Um corvo pousou em um galho próximo e grasnou. O som se espalhou pelas estepes ao longe, como um grito gélido e melancólico, ecoando no vale abaixo e se perdendo na escuridão que começava a assomar sobre a floresta.

Maurice Lupin espiou pela janelinha da carruagem e avistou uma dezena de corvos ou gralhas negras se empoleirando na copa das árvores, como se estivessem os espreitando. Maurice nunca tinha visto uma floresta tão cheia destes pássaros, e o cair da noite começava a perturbá-lo. Uma neblina espessa levantava do chão como uma fumaça e cobria o alto das colinas com um manto cinzento. A carruagem descia o vale com rapidez, mergulhando na nuvem que se formava em volta das árvores. Então eles sentiram um solavanco e – bum! – a carruagem parou.

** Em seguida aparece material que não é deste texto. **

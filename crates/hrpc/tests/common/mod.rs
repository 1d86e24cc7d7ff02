// SPDX-License-Identifier: Apache-2.0 OR MIT
// Copyright (c) 2025-2026 the hrpc authors

//! Shared fixtures for the thread pool integration tests.

#![allow(dead_code)]

use std::io::Read;
use std::os::unix::io::{AsRawFd, RawFd};
use std::os::unix::net::UnixStream;
use std::sync::mpsc::Sender;
use std::sync::{Arc, Barrier};

use parking_lot::Mutex;

use hrpc::logging::{ConsoleOutput, Output};
use hrpc::protocol::{encode_header, MessageType, COMPRESS_NONE};
use hrpc::{
    Error, EventHandler, Instance, LogLevel, Logger, MessageBuf, Properties, Result, ThreadPool,
    HEADER_SIZE,
};

/// What a test handler observed, reported through an mpsc channel.
#[derive(Debug, PartialEq, Eq)]
pub enum HandlerEvent {
    /// `message()` ran; carries the payload bytes after the header.
    Message(Vec<u8>),
    /// `exception()` ran; carries the error text.
    Exception(String),
    /// `finished()` ran.
    Finished,
}

/// Build an instance with quiet logging and the given properties.
pub fn test_instance(props: &[(&str, &str)]) -> Arc<Instance> {
    test_instance_with_sink(props, Arc::new(ConsoleOutput::new()), LogLevel::Error)
}

/// Build an instance logging to a caller-supplied sink.
pub fn test_instance_with_sink(
    props: &[(&str, &str)],
    sink: Arc<dyn Output>,
    level: LogLevel,
) -> Arc<Instance> {
    let properties = Arc::new(Properties::new());
    for (key, value) in props {
        properties.set(key, value);
    }
    Instance::with_logger(properties, Logger::new(sink, level))
}

/// Encode one request frame with the given payload.
pub fn frame(payload: &[u8]) -> Vec<u8> {
    let total = (HEADER_SIZE + payload.len()) as i32;
    let mut buf = MessageBuf::new();
    encode_header(&mut buf, MessageType::Request, COMPRESS_NONE, total);
    buf.write_blob(payload);
    buf.into_vec()
}

/// Log sink that records warnings, for asserting on SizeWarn.
#[derive(Default)]
pub struct WarnCounting {
    pub warnings: Mutex<Vec<String>>,
}

impl Output for WarnCounting {
    fn write(&self, level: LogLevel, message: &str) -> std::io::Result<()> {
        if level == LogLevel::Warning {
            self.warnings.lock().push(message.to_string());
        }
        Ok(())
    }

    fn flush(&self) -> std::io::Result<()> {
        Ok(())
    }
}

/// Stream-transport handler over one end of a Unix socket pair.
///
/// Reports everything it observes through the event channel. An optional
/// barrier makes `message()` block until enough workers dispatch
/// concurrently, which is how the growth tests force the pool to its
/// ceiling.
pub struct StreamHandler {
    socket: UnixStream,
    events: Mutex<Sender<HandlerEvent>>,
    barrier: Option<Arc<Barrier>>,
}

impl StreamHandler {
    pub fn new(socket: UnixStream, events: Sender<HandlerEvent>) -> Arc<Self> {
        Self::build(socket, events, None)
    }

    pub fn with_barrier(
        socket: UnixStream,
        events: Sender<HandlerEvent>,
        barrier: Arc<Barrier>,
    ) -> Arc<Self> {
        Self::build(socket, events, Some(barrier))
    }

    fn build(
        socket: UnixStream,
        events: Sender<HandlerEvent>,
        barrier: Option<Arc<Barrier>>,
    ) -> Arc<Self> {
        socket
            .set_nonblocking(true)
            .expect("cannot make test socket non-blocking");
        Arc::new(Self {
            socket,
            events: Mutex::new(events),
            barrier,
        })
    }

    pub fn fd(&self) -> RawFd {
        self.socket.as_raw_fd()
    }

    fn send(&self, event: HandlerEvent) {
        let _ = self.events.lock().send(event);
    }
}

impl EventHandler for StreamHandler {
    fn readable(&self) -> bool {
        true
    }

    fn read(&self, stream: &mut MessageBuf) -> Result<()> {
        while !stream.is_complete() {
            match (&self.socket).read(stream.unread()) {
                Ok(0) => {
                    return Err(Error::Io(std::io::Error::new(
                        std::io::ErrorKind::UnexpectedEof,
                        "peer closed the connection",
                    )))
                }
                Ok(n) => stream.advance(n),
                Err(e) if e.kind() == std::io::ErrorKind::WouldBlock => return Err(Error::Timeout),
                Err(e) if e.kind() == std::io::ErrorKind::Interrupted => continue,
                Err(e) => return Err(Error::Io(e)),
            }
        }
        Ok(())
    }

    fn message(&self, stream: MessageBuf, pool: &ThreadPool) -> Result<()> {
        pool.promote_follower();
        if let Some(barrier) = &self.barrier {
            barrier.wait();
        }
        let payload = stream
            .as_slice()
            .get(HEADER_SIZE..)
            .unwrap_or(&[])
            .to_vec();
        self.send(HandlerEvent::Message(payload));
        Ok(())
    }

    fn finished(&self, pool: &ThreadPool) -> Result<()> {
        pool.promote_follower();
        self.send(HandlerEvent::Finished);
        Ok(())
    }

    fn exception(&self, err: &Error) {
        self.send(HandlerEvent::Exception(err.to_string()));
    }

    fn label(&self) -> String {
        format!("test stream handler (fd {})", self.fd())
    }
}

/// Handler that opts out of framed reads; `message()` receives an empty
/// stream whenever its descriptor is readable.
pub struct SilentHandler {
    socket: UnixStream,
    events: Mutex<Sender<HandlerEvent>>,
}

impl SilentHandler {
    pub fn new(socket: UnixStream, events: Sender<HandlerEvent>) -> Arc<Self> {
        socket
            .set_nonblocking(true)
            .expect("cannot make test socket non-blocking");
        Arc::new(Self {
            socket,
            events: Mutex::new(events),
        })
    }

    pub fn fd(&self) -> RawFd {
        self.socket.as_raw_fd()
    }
}

impl EventHandler for SilentHandler {
    fn readable(&self) -> bool {
        false
    }

    fn read(&self, _stream: &mut MessageBuf) -> Result<()> {
        Ok(())
    }

    fn message(&self, stream: MessageBuf, pool: &ThreadPool) -> Result<()> {
        pool.promote_follower();
        let _ = self
            .events
            .lock()
            .send(HandlerEvent::Message(stream.as_slice().to_vec()));
        Ok(())
    }

    fn finished(&self, pool: &ThreadPool) -> Result<()> {
        pool.promote_follower();
        let _ = self.events.lock().send(HandlerEvent::Finished);
        Ok(())
    }

    fn label(&self) -> String {
        format!("test silent handler (fd {})", self.fd())
    }
}
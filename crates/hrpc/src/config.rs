// SPDX-License-Identifier: Apache-2.0 OR MIT
// Copyright (c) 2025-2026 the hrpc authors

//! Runtime properties and thread pool configuration.
//!
//! Configuration is a flat, string-keyed property store read once at
//! construction time. Thread pools derive their sizing from a `<prefix>`
//! namespace, so one runtime can host differently tuned pools (for example
//! `Server.*` and `Client.*`):
//!
//! | key | default | effect |
//! |-----|---------|--------|
//! | `<prefix>.Size` | 1 | initial and minimum worker count |
//! | `<prefix>.SizeMax` | Size | hard ceiling for elastic growth |
//! | `<prefix>.SizeWarn` | SizeMax * 80 / 100 | warn when `in_use` reaches this |
//! | `<prefix>.StackSize` | 0 | per-worker stack size in bytes (0 = platform default) |
//! | `MessageSizeMax` | 1024 | maximum message size in kilobytes |
//! | `Warn.Datagrams` | 0 | if > 0, log truncated datagrams |

use dashmap::DashMap;

// =======================================================================
// Property store
// =======================================================================

/// Flat string-keyed property store.
///
/// Reads are lock-free; writes are expected only during process setup.
/// Missing or unparsable values fall back to the caller-supplied default,
/// matching the forgiving lookup semantics the rest of the runtime relies
/// on.
#[derive(Debug, Default)]
pub struct Properties {
    map: DashMap<String, String>,
}

impl Properties {
    /// Create an empty property store.
    pub fn new() -> Self {
        Self::default()
    }

    /// Set a property, replacing any previous value.
    pub fn set(&self, key: &str, value: &str) {
        self.map.insert(key.to_string(), value.to_string());
    }

    /// Look up a property.
    pub fn get(&self, key: &str) -> Option<String> {
        self.map.get(key).map(|v| v.value().clone())
    }

    /// Look up a property with a fallback.
    pub fn get_with_default(&self, key: &str, default: &str) -> String {
        self.get(key).unwrap_or_else(|| default.to_string())
    }

    /// Look up an integer property; unset or unparsable values yield the
    /// default.
    pub fn get_int_with_default(&self, key: &str, default: i32) -> i32 {
        self.get(key)
            .and_then(|v| v.trim().parse::<i32>().ok())
            .unwrap_or(default)
    }

    /// Number of properties currently set.
    pub fn len(&self) -> usize {
        self.map.len()
    }

    /// Whether the store is empty.
    pub fn is_empty(&self) -> bool {
        self.map.is_empty()
    }
}

// =======================================================================
// Pool configuration
// =======================================================================

/// Default `MessageSizeMax` in kilobytes.
pub const DEFAULT_MESSAGE_SIZE_MAX_KB: i32 = 1024;

/// Sizing parameters of one thread pool, derived from a property prefix.
#[derive(Debug, Clone, Copy, PartialEq, Eq)]
pub struct PoolConfig {
    /// Initial and minimum worker count (`<prefix>.Size`, clamped to >= 1)
    pub size: i32,
    /// Growth ceiling (`<prefix>.SizeMax`, clamped to >= size)
    pub size_max: i32,
    /// In-use count that triggers a capacity warning (`<prefix>.SizeWarn`)
    pub size_warn: i32,
    /// Worker stack size in bytes (`<prefix>.StackSize`, clamped to >= 0;
    /// 0 keeps the platform default)
    pub stack_size: usize,
}

impl PoolConfig {
    /// Read and clamp the pool sizing properties under `prefix`.
    pub fn from_properties(properties: &Properties, prefix: &str) -> Self {
        // One worker is the fastest default and keeps handlers free of their
        // own locking.
        let mut size = properties.get_int_with_default(&format!("{}.Size", prefix), 1);
        if size < 1 {
            size = 1;
        }

        let mut size_max = properties.get_int_with_default(&format!("{}.SizeMax", prefix), size);
        if size_max < size {
            size_max = size;
        }

        let size_warn =
            properties.get_int_with_default(&format!("{}.SizeWarn", prefix), size_max * 80 / 100);

        let mut stack_size = properties.get_int_with_default(&format!("{}.StackSize", prefix), 0);
        if stack_size < 0 {
            stack_size = 0;
        }

        Self {
            size,
            size_max,
            size_warn,
            stack_size: stack_size as usize,
        }
    }
}

/// Read `MessageSizeMax` (kilobytes, clamped to >= 1) and convert to bytes.
pub fn message_size_max(properties: &Properties) -> i32 {
    let mut kb = properties.get_int_with_default("MessageSizeMax", DEFAULT_MESSAGE_SIZE_MAX_KB);
    if kb < 1 {
        kb = 1;
    }
    kb.saturating_mul(1024)
}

– O que houve, Au? – Maurice perguntou, esticando o pescoço para fora.

– Os cavalos estão assustados, senhor – disse o cocheiro.

Maurice fez sinal para Filipe ficar quieto ali dentro e saiu para averiguar. Se houvesse alguma coisa acontecendo lá fora, Maurice só esperava não se tratar de uma emboscada.

– O que é, Au?

– Não sei precisar, senhor. – Os olhos do cocheiro estava aflitos. – Ninguém falou sobre lobos. Falaram apenas sobre corvos.

– Corvos? O que foi que falaram?

– Eles disseram: os corvos são os olhos da floresta.

– Você tem medo de corvos, Au?

– Tenho medo do que os corvos podem ver, senhor.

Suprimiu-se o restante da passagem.